Grant HughesJul 23, 2015

The question in the NBA is never "what have you done for me lately?"

It's "what will you do for me now?"

As we look ahead to the 2015-16 season, players with sterling track records will have to prove themselves anew. Personal struggles, roster congestion and even age have a way of diminishing past accomplishments. And for the players we'll list here, next year stands as a chance to validate those achievements...or, if things go wrong, signal to the league that the good days are done.

The stakes will vary.

Some players need to fight off challengers from within their own team, while others may have to perform to extend their careers.

In one case, a championship might hang in the balance.

Typically, being on the hot seat means job security is an issue.
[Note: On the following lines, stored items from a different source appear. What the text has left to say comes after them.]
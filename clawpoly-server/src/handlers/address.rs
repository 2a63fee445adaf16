//! `GET /api/search/address?address=0x...`
//!
//! Balance, recent activity, top counterparties and ERC-20 approval
//! exposure for an account.

use std::collections::HashMap;

use alloy_primitives::{Address, B256, Bytes, U256, b256};
use axum::Json;
use axum::extract::{Query, State};
use clawpoly::amount::format_units;
use clawpoly::proof::{DataPointer, Evidence};
use clawpoly::source::{BlockBound, ChainLog, ExplorerTokenTx, ExplorerTx, LogQuery};
use futures_util::TryFutureExt;
use serde::{Deserialize, Serialize};
use serde_json::json;

use super::parse_address;
use crate::envelope::{Envelope, Findings};
use crate::error::ApiError;
use crate::state::SharedState;

/// Endpoint id and query type.
pub const ENDPOINT_ID: &str = "search/address";

/// `Approval(address,address,uint256)`.
pub const APPROVAL_TOPIC: B256 =
    b256!("8c5be1e5ebec7d5bd14f71427d1e84f3dd0314c0f7b2291e5b200ac8c7c3b925");

/// Blocks scanned for approvals before the most recent transaction.
const APPROVAL_LOOKBACK: u64 = 100_000;

const MAX_ACTIVITY: usize = 25;
const MAX_COUNTERPARTIES: usize = 10;
const MAX_APPROVALS: usize = 20;
const MAX_TX_EVIDENCE: usize = 5;

/// Query string.
#[derive(Debug, Deserialize)]
pub struct AddressQuery {
    /// Account to inspect.
    pub address: Option<String>,
}

/// Account summary.
#[derive(Debug, Serialize)]
#[serde(rename_all = "camelCase")]
pub struct AddressData {
    address: Address,
    balance: String,
    balance_formatted: String,
    transaction_count: usize,
    transactions: Vec<ActivityTx>,
    token_transfers: Vec<ActivityTokenTx>,
    top_counterparties: Vec<Counterparty>,
    approvals: Vec<Approval>,
    approval_risk: ApprovalRisk,
}

#[derive(Debug, Serialize)]
#[serde(rename_all = "camelCase")]
struct ActivityTx {
    hash: String,
    from: String,
    to: String,
    value: String,
    block_number: String,
    timestamp: String,
    gas_used: String,
    is_error: bool,
    function_name: String,
}

impl From<&ExplorerTx> for ActivityTx {
    fn from(tx: &ExplorerTx) -> Self {
        Self {
            hash: tx.hash.clone(),
            from: tx.from.clone(),
            to: tx.to.clone(),
            value: tx.value.clone(),
            block_number: tx.block_number.clone(),
            timestamp: tx.time_stamp.clone(),
            gas_used: tx.gas_used.clone(),
            is_error: tx.is_error == "1",
            function_name: tx.function_name.clone(),
        }
    }
}

#[derive(Debug, Serialize)]
#[serde(rename_all = "camelCase")]
struct ActivityTokenTx {
    hash: String,
    from: String,
    to: String,
    value: String,
    token_name: String,
    token_symbol: String,
    token_decimal: String,
    contract_address: String,
    block_number: String,
    timestamp: String,
}

impl From<&ExplorerTokenTx> for ActivityTokenTx {
    fn from(tx: &ExplorerTokenTx) -> Self {
        Self {
            hash: tx.hash.clone(),
            from: tx.from.clone(),
            to: tx.to.clone(),
            value: tx.value.clone(),
            token_name: tx.token_name.clone(),
            token_symbol: tx.token_symbol.clone(),
            token_decimal: tx.token_decimal.clone(),
            contract_address: tx.contract_address.clone(),
            block_number: tx.block_number.clone(),
            timestamp: tx.time_stamp.clone(),
        }
    }
}

/// An account the queried address transacted with.
#[derive(Debug, Clone, PartialEq, Eq, Serialize)]
#[serde(rename_all = "camelCase")]
pub struct Counterparty {
    /// Lowercase address.
    pub address: String,
    /// Transactions between the two.
    pub interaction_count: u32,
}

#[derive(Debug, Serialize)]
#[serde(rename_all = "camelCase")]
struct Approval {
    token_address: Address,
    spender: Option<Address>,
    block_number: Option<String>,
    tx_hash: Option<B256>,
    data: Bytes,
}

impl From<&ChainLog> for Approval {
    fn from(log: &ChainLog) -> Self {
        Self {
            token_address: log.address,
            spender: log.topics.get(2).map(|t| Address::from_word(*t)),
            block_number: log.block_number.map(|b| b.to_string()),
            tx_hash: log.transaction_hash,
            data: log.data.clone(),
        }
    }
}

/// Exposure grade from the number of approvals found.
#[derive(Debug, Clone, Copy, PartialEq, Eq, Serialize)]
#[serde(rename_all = "lowercase")]
pub enum ApprovalRisk {
    /// None found.
    Low,
    /// One to five.
    Moderate,
    /// More than five.
    Elevated,
}

impl ApprovalRisk {
    /// Grades `count` approvals.
    #[must_use]
    pub const fn from_count(count: usize) -> Self {
        match count {
            0 => Self::Low,
            1..=5 => Self::Moderate,
            _ => Self::Elevated,
        }
    }
}

/// The ten most frequent counterparties, most frequent first. Ties keep
/// first-seen order.
#[must_use]
pub fn top_counterparties(address: Address, txs: &[ExplorerTx]) -> Vec<Counterparty> {
    let me = address.to_string().to_lowercase();
    let mut order: Vec<Counterparty> = Vec::new();
    let mut position: HashMap<String, usize> = HashMap::new();

    for tx in txs {
        let other = if tx.from.to_lowercase() == me { &tx.to } else { &tx.from };
        if other.is_empty() {
            continue;
        }
        let other = other.to_lowercase();
        match position.get(&other) {
            Some(&i) => order[i].interaction_count += 1,
            None => {
                position.insert(other.clone(), order.len());
                order.push(Counterparty {
                    address: other,
                    interaction_count: 1,
                });
            }
        }
    }

    order.sort_by(|a, b| b.interaction_count.cmp(&a.interaction_count));
    order.truncate(MAX_COUNTERPARTIES);
    order
}

fn block_of(tx: &ExplorerTx) -> u64 {
    tx.block_number.parse().unwrap_or_default()
}

/// Approvals granted by `owner` around its recent activity.
fn approval_query(owner: Address, latest_tx_block: u64) -> LogQuery {
    LogQuery {
        address: None,
        topics: vec![Some(APPROVAL_TOPIC), Some(owner.into_word())],
        from_block: BlockBound::Number(latest_tx_block.saturating_sub(APPROVAL_LOOKBACK)),
        to_block: BlockBound::Latest,
    }
}

fn evidence(chain_id: u64, address: Address, txs: &[ExplorerTx]) -> Vec<Evidence> {
    let head = Evidence::at_block(chain_id, txs.first().map(block_of).unwrap_or_default())
        .with_address(address);
    let recent = txs.iter().take(MAX_TX_EVIDENCE).map(|tx| Evidence {
        tx_hash: tx.hash.parse().ok(),
        ..Evidence::at_block(chain_id, block_of(tx)).with_address(address)
    });
    std::iter::once(head).chain(recent).collect()
}

/// Summarises an account.
///
/// # Errors
///
/// 400 for a malformed address, 500 if the balance or explorer reads fail.
/// A failed approval scan is logged and reported as no approvals.
pub async fn search_address(
    State(state): State<SharedState>,
    Query(query): Query<AddressQuery>,
) -> Result<Json<Envelope<AddressData>>, ApiError> {
    let address = parse_address(
        query.address.as_deref(),
        "Invalid address. Provide ?address=0x...",
    )?;

    let (balance, txs, token_txs) = futures_util::try_join!(
        state.chain.balance(address).map_err(ApiError::from),
        state.explorer.tx_list(address).map_err(ApiError::from),
        state.explorer.token_transfers(address).map_err(ApiError::from),
    )?;

    let latest_tx_block = txs.first().map(block_of).unwrap_or_default();
    let approval_logs = match state.chain.logs(&approval_query(address, latest_tx_block)).await {
        Ok(logs) => logs,
        Err(error) => {
            tracing::warn!(%address, %error, "approval log scan failed, reporting none");
            Vec::new()
        }
    };

    let data = AddressData {
        address,
        balance: balance.to_string(),
        balance_formatted: format_balance(balance),
        transaction_count: txs.len(),
        transactions: txs.iter().take(MAX_ACTIVITY).map(ActivityTx::from).collect(),
        token_transfers: token_txs.iter().take(MAX_ACTIVITY).map(ActivityTokenTx::from).collect(),
        top_counterparties: top_counterparties(address, &txs),
        approvals: approval_logs.iter().take(MAX_APPROVALS).map(Approval::from).collect(),
        approval_risk: ApprovalRisk::from_count(approval_logs.len()),
    };

    let findings = Findings {
        data,
        evidence: evidence(state.chain_id, address, &txs),
        data_pointers: vec![
            DataPointer::new("eth_getBalance", json!({ "address": address })),
            DataPointer::new("polygonscan_txlist", json!({ "address": address })),
            DataPointer::new("polygonscan_tokentx", json!({ "address": address })),
            DataPointer::new(
                "eth_getLogs",
                json!({ "topic0": APPROVAL_TOPIC, "address": address }),
            ),
        ],
    };
    state
        .seal(ENDPOINT_ID, &json!({ "address": address }), findings)
        .await
}

fn format_balance(wei: U256) -> String {
    format!("{} POL", format_units(wei, 18, 6))
}

#[cfg(test)]
mod tests {
    use super::*;
    use alloy_primitives::address;

    const ME: Address = address!("00000000000000000000000000000000000000a1");

    fn tx(from: &str, to: &str, block: &str) -> ExplorerTx {
        ExplorerTx {
            hash: format!("0x{}", "11".repeat(32)),
            from: from.to_owned(),
            to: to.to_owned(),
            block_number: block.to_owned(),
            ..ExplorerTx::default()
        }
    }

    #[test]
    fn test_counterparties_rank_and_ties() {
        let me = "0x00000000000000000000000000000000000000A1";
        let txs = vec![
            tx(me, "0xBB", "10"),
            tx("0xcc", me, "9"),
            tx(me, "0xbb", "8"),
            tx(me, "", "7"),
            tx("0xdd", me, "6"),
        ];
        let top = top_counterparties(ME, &txs);
        assert_eq!(
            top,
            vec![
                Counterparty { address: "0xbb".into(), interaction_count: 2 },
                Counterparty { address: "0xcc".into(), interaction_count: 1 },
                Counterparty { address: "0xdd".into(), interaction_count: 1 },
            ]
        );
    }

    #[test]
    fn test_counterparties_capped_at_ten() {
        let txs: Vec<_> = (0..15).map(|i| tx(&ME.to_string(), &format!("0x{i:02x}"), "1")).collect();
        assert_eq!(top_counterparties(ME, &txs).len(), 10);
    }

    #[test]
    fn test_approval_risk_grades() {
        assert_eq!(ApprovalRisk::from_count(0), ApprovalRisk::Low);
        assert_eq!(ApprovalRisk::from_count(5), ApprovalRisk::Moderate);
        assert_eq!(ApprovalRisk::from_count(6), ApprovalRisk::Elevated);
        assert_eq!(serde_json::to_value(ApprovalRisk::Elevated).unwrap(), "elevated");
    }

    #[test]
    fn test_approval_query_window() {
        let q = approval_query(ME, 250_000);
        assert_eq!(q.from_block, BlockBound::Number(150_000));
        assert_eq!(q.topics[1], Some(ME.into_word()));
        assert_eq!(approval_query(ME, 10).from_block, BlockBound::Number(0));
    }

    #[test]
    fn test_spender_from_topic() {
        let spender = address!("00000000000000000000000000000000000000e5");
        let log = ChainLog {
            address: address!("00000000000000000000000000000000000000c0"),
            topics: vec![APPROVAL_TOPIC, ME.into_word(), spender.into_word()],
            data: Bytes::new(),
            block_number: Some(9),
            transaction_hash: None,
            log_index: None,
            transaction_index: None,
        };
        let approval = Approval::from(&log);
        assert_eq!(approval.spender, Some(spender));
        assert_eq!(approval.block_number.as_deref(), Some("9"));
    }

    #[test]
    fn test_evidence_and_balance() {
        let txs = vec![tx("0xa1", "0xbb", "500"), tx("0xa1", "0xbb", "400")];
        let ev = evidence(137, ME, &txs);
        assert_eq!(ev.len(), 3);
        assert_eq!(ev[0].block_number, 500);
        assert_eq!(ev[0].tx_hash, None);
        assert_eq!(ev[2].block_number, 400);
        assert_eq!(ev[2].tx_hash, Some(B256::repeat_byte(0x11)));
        assert_eq!(evidence(137, ME, &[])[0].block_number, 0);

        let one_and_a_half = U256::from(1_500_000_000_000_000_000u128);
        assert_eq!(format_balance(one_and_a_half), "1.500000 POL");
    }
}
But in some of these cases, a potential trade or loss of a starting spot aren't the only consequences for failure. 

Pressure's a constant in the NBA, and these five guys prove that no matter how good you've been in the past, it's always the upcoming season that matters most to your future.

Ty Lawson, PG, Houston Rockets

1 of 5

The Houston Rockets are gambling on Ty Lawson, bringing in the point guard at a time when two DUI arrests in the past year have pounded his market value into the dirt.

Lawson, in turn, is gambling on himself.

According to Zach Lowe of Grantland, Lawson agreed to modify his contract as part of the trade that sent him from the Denver Nuggets to Houston, making the final year of his deal nonguaranteed. Dangerous though it may seem, for Lawson, there's a financial logic to that decision.

Based on performance alone, he's underpaid at $12.4 million next season. His nonguaranteed year in 2016-17 is worth around $13 million. If he plays well for the Rockets, he can expect to command much larger numbers—especially with the cap increasing substantially, and especially in a world where, say, Reggie Jackson will make an average of $16 million over the next five years.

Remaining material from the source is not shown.